Summertime weather conditions that started dry but got a much-needed boost from abundant July rainfall helped southwestern Oklahoma’s cotton crop recover nicely in time for harvest in October and November, producers said.
Jackson County farmers Keeff Felty and Clint Abernathy rated their cotton harvests as being about average compared to production levels in the past.
“Typically, we worry about weather conditions, but this year has been more about pandemic-related supply chain issues and rising prices of inputs such as fertilizer, diesel fuel and the like, essentially everything but seed,” said Felty, a fourth-generation cotton farmer who earned his bachelor’s and master’s degrees in agricultural economics from Oklahoma State University in 1989 and 1991, respectively.
Felty and his stepmother Natalie Wheeler have been agribusiness partners for 26 years. They have been stockpiling equipment parts and other supplies as they can. They’ve had to look as far away as Houston for some of them, he said.
Abernathy, another fourth-generation cotton producer who farms with his two sons and son-in-law, said 2021 was a tale of two management options for their operation.
“We grow both dryland and irrigated cotton, the latter of which relies on mostly furrow irrigation, though we’ve been moving gradually to more drip irrigation over the years,” he said. “There was a point this past summer when we simply didn’t have enough water to irrigate properly. The lake that is our water source was way below its normal level. But then the skies opened up in July and continued to rain off and on in August, so it worked out well enough to produce a decent crop.”
A relatively dry, mild and sunny September following the rainfall allowed the cotton to mature, exactly as Oklahoma producers needed. Some cotton fields began to have cracked bulbs by mid-September, earlier than most analysts expected.

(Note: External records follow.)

use chrono::Utc;
use rusqlite::types::Type;
use rusqlite::{params, Connection, OptionalExtension, Row};

use super::rows::{fmt_ts, json_col, to_json, ts_col};
use crate::domain::{DeltaSet, DeltaSetRecord, NewPerson, PersonDelta, PersonRetirement, PullStatus};
use crate::error::Result;

const DELTA_SET_COLUMNS: &str = "id, name, pr_url, pr_status, created_by, created_at";

fn delta_set_from_row(row: &Row<'_>) -> rusqlite::Result<DeltaSet> {
    let code: String = row.get(3)?;
    let pr_status = PullStatus::from_code(&code).ok_or_else(|| {
        rusqlite::Error::FromSqlConversionFailure(
            3,
            Type::Text,
            format!("unknown pull status '{code}'").into(),
        )
    })?;
    Ok(DeltaSet {
        id: row.get(0)?,
        name: row.get(1)?,
        pr_url: row.get(2)?,
        pr_status,
        created_by: row.get(4)?,
        created_at: ts_col(row, 5)?,
    })
}

/// Insert the set and everything it carries in one transaction. Ids and status on the
/// input are ignored: the set starts out `NotCreated`. Returns the new set id.
pub(super) fn save_delta_set(conn: &mut Connection, record: &DeltaSetRecord) -> Result<i64> {
    let tx = conn.transaction()?;
    tx.execute(
        "INSERT INTO delta_sets (name, pr_url, pr_status, created_by, created_at)
         VALUES (?1, '', ?2, ?3, ?4)",
        params![
            record.delta_set.name,
            PullStatus::NotCreated.code(),
            record.delta_set.created_by,
            fmt_ts(&Utc::now()),
        ],
    )?;
    let id = tx.last_insert_rowid();

    for delta in &record.person_deltas {
        tx.execute(
            "INSERT INTO person_deltas (delta_set_id, person_id, data_changes) VALUES (?1, ?2, ?3)",
            params![id, delta.person_id, to_json(&delta.data_changes)?],
        )?;
    }
    for retirement in &record.person_retirements {
        tx.execute(
            "INSERT INTO person_retirements (delta_set_id, person_id, date, reason, is_dead, vacant_seat)
             VALUES (?1, ?2, ?3, ?4, ?5, ?6)",
            params![
                id,
                retirement.person_id,
                retirement.date,
                retirement.reason,
                retirement.is_dead,
                retirement.vacant_seat,
            ],
        )?;
    }
    for person in &record.new_people {
        tx.execute(
            "INSERT INTO new_people (delta_set_id, name, state, district, chamber)
             VALUES (?1, ?2, ?3, ?4, ?5)",
            params![id, person.name, person.state, person.district, person.chamber],
        )?;
    }
    tx.commit()?;
    Ok(id)
}

pub(super) fn get_delta_set(conn: &Connection, id: i64) -> Result<Option<DeltaSetRecord>> {
    let sql = format!("SELECT {DELTA_SET_COLUMNS} FROM delta_sets WHERE id = ?1");
    let Some(delta_set) = conn.query_row(&sql, params![id], delta_set_from_row).optional()? else {
        return Ok(None);
    };

    let mut stmt = conn.prepare(
        "SELECT id, person_id, data_changes FROM person_deltas WHERE delta_set_id = ?1 ORDER BY id",
    )?;
    let person_deltas = stmt
        .query_map(params![id], |row| {
            Ok(PersonDelta {
                id: row.get(0)?,
                person_id: row.get(1)?,
                data_changes: json_col(row, 2)?,
            })
        })?
        .collect::<rusqlite::Result<Vec<_>>>()?;

    let mut stmt = conn.prepare(
        "SELECT id, person_id, date, reason, is_dead, vacant_seat FROM person_retirements
         WHERE delta_set_id = ?1 ORDER BY id",
    )?;
    let person_retirements = stmt
        .query_map(params![id], |row| {
            Ok(PersonRetirement {
                id: row.get(0)?,
                person_id: row.get(1)?,
                date: row.get(2)?,
                reason: row.get(3)?,
                is_dead: row.get(4)?,
                vacant_seat: row.get(5)?,
            })
        })?
        .collect::<rusqlite::Result<Vec<_>>>()?;

    let mut stmt = conn.prepare(
        "SELECT id, name, state, district, chamber FROM new_people WHERE delta_set_id = ?1 ORDER BY id",
    )?;
    let new_people = stmt
        .query_map(params![id], |row| {
            Ok(NewPerson {
                id: row.get(0)?,
                name: row.get(1)?,
                state: row.get(2)?,
                district: row.get(3)?,
                chamber: row.get(4)?,
            })
        })?
        .collect::<rusqlite::Result<Vec<_>>>()?;

    Ok(Some(DeltaSetRecord {
        delta_set,
        person_deltas,
        person_retirements,
        new_people,
    }))
}

/// Newest first.
pub(super) fn list_delta_sets(conn: &Connection, status: Option<PullStatus>) -> Result<Vec<DeltaSet>> {
    let sql = format!(
        "SELECT {DELTA_SET_COLUMNS} FROM delta_sets
         WHERE (?1 IS NULL OR pr_status = ?1)
         ORDER BY created_at DESC, id DESC"
    );
    let mut stmt = conn.prepare(&sql)?;
    let rows = stmt.query_map(params![status.map(|s| s.code())], delta_set_from_row)?;
    Ok(rows.collect::<rusqlite::Result<Vec<_>>>()?)
}

/// `false` when there is no such set. A `None` url leaves the stored one alone.
pub(super) fn set_pull_status(
    conn: &Connection,
    id: i64,
    status: PullStatus,
    pr_url: Option<&str>,
) -> Result<bool> {
    let changed = conn.execute(
        "UPDATE delta_sets SET pr_status = ?2, pr_url = COALESCE(?3, pr_url) WHERE id = ?1",
        params![id, status.code(), pr_url],
    )?;
    Ok(changed > 0)
}
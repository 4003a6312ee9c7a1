use crate::config::Config;
use crate::storage::Storage;
use std::sync::Arc;

/// Shared state handed to every page and admin handler.
#[derive(Clone)]
pub struct AppState {
    pub storage: Arc<dyn Storage>,
    /// Public base URL, used in feeds and `openstatesUrl`
    pub site_url: String,
    pub admin_token: Option<String>,
}

impl AppState {
    pub fn new(storage: Arc<dyn Storage>, site_url: impl Into<String>) -> Self {
        Self {
            storage,
            site_url: site_url.into().trim_end_matches('/').to_string(),
            admin_token: None,
        }
    }

    pub fn from_config(storage: Arc<dyn Storage>, config: &Config) -> Self {
        Self {
            admin_token: config.admin.token.clone(),
            ..Self::new(storage, config.server.site_url.clone())
        }
    }

    pub fn with_admin_token(mut self, token: impl Into<String>) -> Self {
        self.admin_token = Some(token.into());
        self
    }
}
//! Load a JSON data dump into storage.
//!
//! The dump holds jurisdictions (with sessions, organizations and posts), people (with
//! memberships), bills and vote events. Bills and votes name their session by
//! jurisdiction and session identifier instead of the numeric id, which only exists
//! once the jurisdiction has been saved.

use crate::domain::{BillRecord, JurisdictionRecord, PersonRecord, VoteEventRecord};
use crate::error::{AppError, Result};
use crate::jurisdictions::{abbr_to_jid, is_jurisdiction_id};
use crate::metrics;
use crate::storage::Storage;
use serde::Deserialize;
use std::collections::HashMap;
use std::path::Path;
use tracing::{info, instrument};

#[derive(Debug, Deserialize)]
pub struct BillEntry {
    /// Jurisdiction id or state abbreviation
    pub jurisdiction: String,
    pub session: String,
    #[serde(flatten)]
    pub record: BillRecord,
}

#[derive(Debug, Deserialize)]
pub struct VoteEntry {
    pub jurisdiction: String,
    pub session: String,
    #[serde(flatten)]
    pub record: VoteEventRecord,
}

#[derive(Debug, Default, Deserialize)]
#[serde(default)]
pub struct Dump {
    pub jurisdictions: Vec<JurisdictionRecord>,
    pub people: Vec<PersonRecord>,
    pub bills: Vec<BillEntry>,
    pub votes: Vec<VoteEntry>,
}

#[derive(Debug, Clone, Copy, Default, PartialEq, Eq)]
pub struct ImportSummary {
    pub jurisdictions: usize,
    pub people: usize,
    pub bills: usize,
    pub votes: usize,
}

/// Caches session ids so each (jurisdiction, session) pair is looked up once.
struct SessionResolver<'a> {
    storage: &'a dyn Storage,
    cache: HashMap<(String, String), i64>,
}

impl<'a> SessionResolver<'a> {
    fn new(storage: &'a dyn Storage) -> Self {
        Self {
            storage,
            cache: HashMap::new(),
        }
    }

    async fn resolve(&mut self, jurisdiction: &str, session: &str) -> Result<i64> {
        let jid = if is_jurisdiction_id(jurisdiction) {
            jurisdiction.to_string()
        } else {
            abbr_to_jid(jurisdiction)
        };
        let key = (jid, session.to_string());
        if let Some(id) = self.cache.get(&key) {
            return Ok(*id);
        }
        let found = self
            .storage
            .get_session(&key.0, &key.1)
            .await?
            .ok_or_else(|| AppError::validation(format!("Unknown session {} in {}", key.1, key.0)))?;
        self.cache.insert(key, found.id);
        Ok(found.id)
    }
}

/// Save everything in `dump`, parents before children.
#[instrument(skip_all)]
pub async fn import_dump(storage: &dyn Storage, dump: Dump) -> Result<ImportSummary> {
    let mut summary = ImportSummary::default();

    for record in &dump.jurisdictions {
        storage.save_jurisdiction(record).await?;
        summary.jurisdictions += 1;
    }
    for record in &dump.people {
        storage.save_person(record).await?;
        summary.people += 1;
    }

    let mut sessions = SessionResolver::new(storage);
    for mut entry in dump.bills {
        entry.record.bill.legislative_session_id = sessions.resolve(&entry.jurisdiction, &entry.session).await?;
        storage.save_bill(&entry.record).await?;
        summary.bills += 1;
    }
    for mut entry in dump.votes {
        entry.record.vote.legislative_session_id = sessions.resolve(&entry.jurisdiction, &entry.session).await?;
        storage.save_vote_event(&entry.record).await?;
        summary.votes += 1;
    }

    metrics::import::records("jurisdiction", summary.jurisdictions);
    metrics::import::records("person", summary.people);
    metrics::import::records("bill", summary.bills);
    metrics::import::records("vote", summary.votes);
    Ok(summary)
}

pub fn parse_dump(content: &str) -> Result<Dump> {
    Ok(serde_json::from_str(content)?)
}

/// Read a dump file from disk and import it.
pub async fn load_dump(storage: &dyn Storage, path: &Path) -> Result<ImportSummary> {
    let content = tokio::fs::read_to_string(path).await?;
    let dump = parse_dump(&content)?;
    let summary = import_dump(storage, dump).await?;
    info!(
        path = %path.display(),
        jurisdictions = summary.jurisdictions,
        people = summary.people,
        bills = summary.bills,
        votes = summary.votes,
        "Imported data dump"
    );
    Ok(summary)
}
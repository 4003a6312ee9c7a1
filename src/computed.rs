//! Fields derived from a bill's actions, refreshed on every save.

use crate::constants::ACTION_PASSAGE;
use crate::domain::{Bill, BillAction};

pub fn update_bill_fields(bill: &mut Bill, actions: &[BillAction]) {
    let mut ordered: Vec<&BillAction> = actions.iter().collect();
    ordered.sort_by_key(|a| a.order);

    bill.first_action_date = ordered
        .first()
        .map(|a| a.date.clone())
        .unwrap_or_default();

    match ordered.last() {
        Some(latest) => {
            bill.latest_action_date = latest.date.clone();
            bill.latest_action_description = latest.description.clone();
        }
        None => {
            bill.latest_action_date = String::new();
            bill.latest_action_description = String::new();
        }
    }

    bill.latest_passage_date = ordered
        .iter()
        .filter(|a| a.has_classification(ACTION_PASSAGE))
        .map(|a| a.date.clone())
        .max()
        .unwrap_or_default();
}

#[cfg(test)]
mod tests {
    use super::*;
    use chrono::Utc;

    fn action(order: i64, date: &str, description: &str, classification: &[&str]) -> BillAction {
        BillAction {
            organization_id: "ocd-organization/house".into(),
            description: description.into(),
            date: date.into(),
            classification: classification.iter().map(|c| c.to_string()).collect(),
            order,
            ..Default::default()
        }
    }

    fn bill() -> Bill {
        Bill {
            id: "ocd-bill/1".into(),
            legislative_session_id: 1,
            identifier: "HB 1".into(),
            title: "Title".into(),
            from_organization_id: "ocd-organization/house".into(),
            classification: vec!["bill".into()],
            subject: vec![],
            first_action_date: String::new(),
            latest_action_date: String::new(),
            latest_action_description: String::new(),
            latest_passage_date: String::new(),
            extras: serde_json::Value::Null,
            created_at: Utc::now(),
            updated_at: Utc::now(),
        }
    }

    #[test]
    fn uses_action_order_not_list_order() {
        let mut b = bill();
        let actions = vec![
            action(30, "2018-03-01", "Passed House", &["passage"]),
            action(10, "2018-01-01", "Introduced", &["introduction"]),
            action(20, "2018-02-01", "Amended", &[]),
        ];
        update_bill_fields(&mut b, &actions);
        assert_eq!(b.first_action_date, "2018-01-01");
        assert_eq!(b.latest_action_date, "2018-03-01");
        assert_eq!(b.latest_action_description, "Passed House");
        assert_eq!(b.latest_passage_date, "2018-03-01");
    }

    #[test]
    fn clears_fields_without_actions() {
        let mut b = bill();
        b.latest_action_date = "2020-01-01".into();
        update_bill_fields(&mut b, &[]);
        assert!(b.first_action_date.is_empty());
        assert!(b.latest_action_date.is_empty());
        assert!(b.latest_passage_date.is_empty());
    }
}
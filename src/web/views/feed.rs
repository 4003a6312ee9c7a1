use crate::constants::FEED_SIZE;
use crate::domain::Bill;
use crate::error::Result;
use crate::jurisdictions::bill_url;
use crate::storage::{BillFilter, BillSort, Storage};
use crate::web::views::StatePage;
use chrono::{DateTime, NaiveDate, Utc};
use std::collections::HashMap;

#[derive(Debug, Clone)]
pub struct FeedItem {
    pub title: String,
    pub link: String,
    pub description: String,
    /// RFC 2822, as RSS wants it
    pub pub_date: String,
}

#[derive(Debug, Clone)]
pub struct FeedContext {
    pub page_info: StatePage,
    pub title: String,
    pub link: String,
    pub last_build_date: String,
    pub items: Vec<FeedItem>,
}

/// Latest action date when it's a real day, otherwise when the bill was last touched.
fn item_date(bill: &Bill) -> DateTime<Utc> {
    bill.latest_action_date
        .get(..10)
        .and_then(|d| NaiveDate::parse_from_str(d, "%Y-%m-%d").ok())
        .and_then(|d| d.and_hms_opt(0, 0, 0))
        .map(|ts| ts.and_utc())
        .unwrap_or(bill.updated_at)
}

/// The most recently acted-on bills in `abbr`.
pub async fn bills_feed(storage: &dyn Storage, site_url: &str, abbr: &str) -> Result<FeedContext> {
    let page_info = StatePage::resolve(storage, abbr).await?;
    let jid = page_info.jurisdiction.id.clone();

    let sessions: HashMap<i64, String> = storage
        .sessions_for_jurisdiction(&jid)
        .await?
        .into_iter()
        .map(|s| (s.id, s.identifier))
        .collect();
    let filter = BillFilter {
        jurisdiction_id: Some(jid),
        ..Default::default()
    };
    let bills = storage
        .search_bills(&filter, BillSort::LatestActionDesc, 0, FEED_SIZE)
        .await?;

    let items = bills
        .iter()
        .map(|bill| {
            let session = sessions
                .get(&bill.legislative_session_id)
                .map(String::as_str)
                .unwrap_or_default();
            FeedItem {
                title: format!("{}: {}", bill.identifier, bill.title),
                link: bill_url(site_url, &page_info.state, session, &bill.identifier),
                description: bill.latest_action_description.clone(),
                pub_date: item_date(bill).to_rfc2822(),
            }
        })
        .collect();

    Ok(FeedContext {
        title: format!("{} Bills", page_info.jurisdiction.name),
        link: format!("{}/{}/bills/", site_url.trim_end_matches('/'), page_info.state),
        last_build_date: Utc::now().to_rfc2822(),
        items,
        page_info,
    })
}
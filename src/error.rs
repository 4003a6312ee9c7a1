use axum::http::StatusCode;
use axum::response::{IntoResponse, Response};
use thiserror::Error;

#[derive(Error, Debug)]
pub enum AppError {
    #[error("Database error: {0}")]
    Database(#[from] rusqlite::Error),

    #[error("JSON deserialization failed: {0}")]
    Json(#[from] serde_json::Error),

    #[error("TOML deserialization failed: {0}")]
    Toml(#[from] toml::de::Error),

    #[error("I/O error: {0}")]
    Io(#[from] std::io::Error),

    #[error("Configuration error: {0}")]
    Config(String),

    #[error("{0} matching query does not exist.")]
    NotFound(String),

    #[error("{0}")]
    Validation(String),

    #[error("Template rendering failed: {0}")]
    Template(#[from] askama::Error),

    #[error("Storage error: {message}")]
    Storage { message: String },

    #[error("Unauthorized")]
    Unauthorized,
}

impl AppError {
    pub fn not_found(entity: impl Into<String>) -> Self {
        AppError::NotFound(entity.into())
    }

    pub fn validation(message: impl Into<String>) -> Self {
        AppError::Validation(message.into())
    }

    pub fn status_code(&self) -> StatusCode {
        match self {
            AppError::NotFound(_) => StatusCode::NOT_FOUND,
            AppError::Validation(_) => StatusCode::BAD_REQUEST,
            AppError::Unauthorized => StatusCode::UNAUTHORIZED,
            _ => StatusCode::INTERNAL_SERVER_ERROR,
        }
    }
}

impl IntoResponse for AppError {
    fn into_response(self) -> Response {
        let status = self.status_code();
        if status.is_server_error() {
            tracing::error!(error = %self, "request failed");
            return (status, "Internal server error").into_response();
        }
        (status, self.to_string()).into_response()
    }
}

pub type Result<T> = std::result::Result<T, AppError>;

“Analysts and producers recognized that high yields weren’t likely to happen given weather conditions at the start of the growing season,” said Seth Byrd, OSU Extension cotton specialist. “We’ve seen the crop fruit higher up on the plant than it normally does. The cotton looks good visually, but it took longer to fruit and that affects yields.”
Byrd recently provided additional information and expert insights about Oklahoma’s 2021 cotton crop on the agricultural television program SUNUP.
“During harvest, weather conditions become the primary concern,” he said. “However, we’ve had some high-wind and storm events and Oklahoma cotton seems to have come through fairly well. It’s evident the crop has been rained on, but we haven’t seen indications of significant yield loss. Harvesting delays have been minimal.”
As of Nov. 8, about 50% of Oklahoma’s cotton crop has been harvested with nearly 100% of irrigated cotton harvested. The ratio is typical for Oklahoma, according to market statistics. Dryland cotton tends to be later-maturing plant varieties. Prices for 41-4-34 cotton — desired designations for color, leaf grade and staple, respectively — is $1.13 per pound, an increase from about 90 cents per pound in mid-September. The Oklahoma 10-year average price is 67 cents per pound.
Cotton is Oklahoma’s fourth-largest export behind oil, gas and wheat, although total acres committed to growing cotton can vary widely from year to year — in 2018, for example, about 780,000 acres were reported, compared to 305,000 acres in 2016. Cotton is planted in May and harvested in October and November. It is one of the more expensive crops to produce, in part because improved disease-resistant varieties and equipment needed to care for and harvest the crop can be costly. A new cotton harvester costs about $1 million, as an example.
Mike Schulz, station superintendent for OSU’s Southwest Agronomy Research Station in Tipton, recently told Oklahoma Educational Television Authority (OETA) news reporters that $450 million to $500 million worth of cotton is projected to be harvested in Oklahoma in 2021.
Abernathy, who has been a full-time farmer since graduating from OSU in 1981 with a bachelor’s degree in agricultural economics, said some Oklahomans don’t realize the importance of cotton to the state, and especially to those counties in which cotton is a significant crop.
“Between production, the ginning process, storage and transportation, cotton can be a major employer,” he said. “Thankfully, cotton prices have been good this year.”
Facts sheets detailing research-based information about cotton management and related costs are available online and through OSU Extension county offices.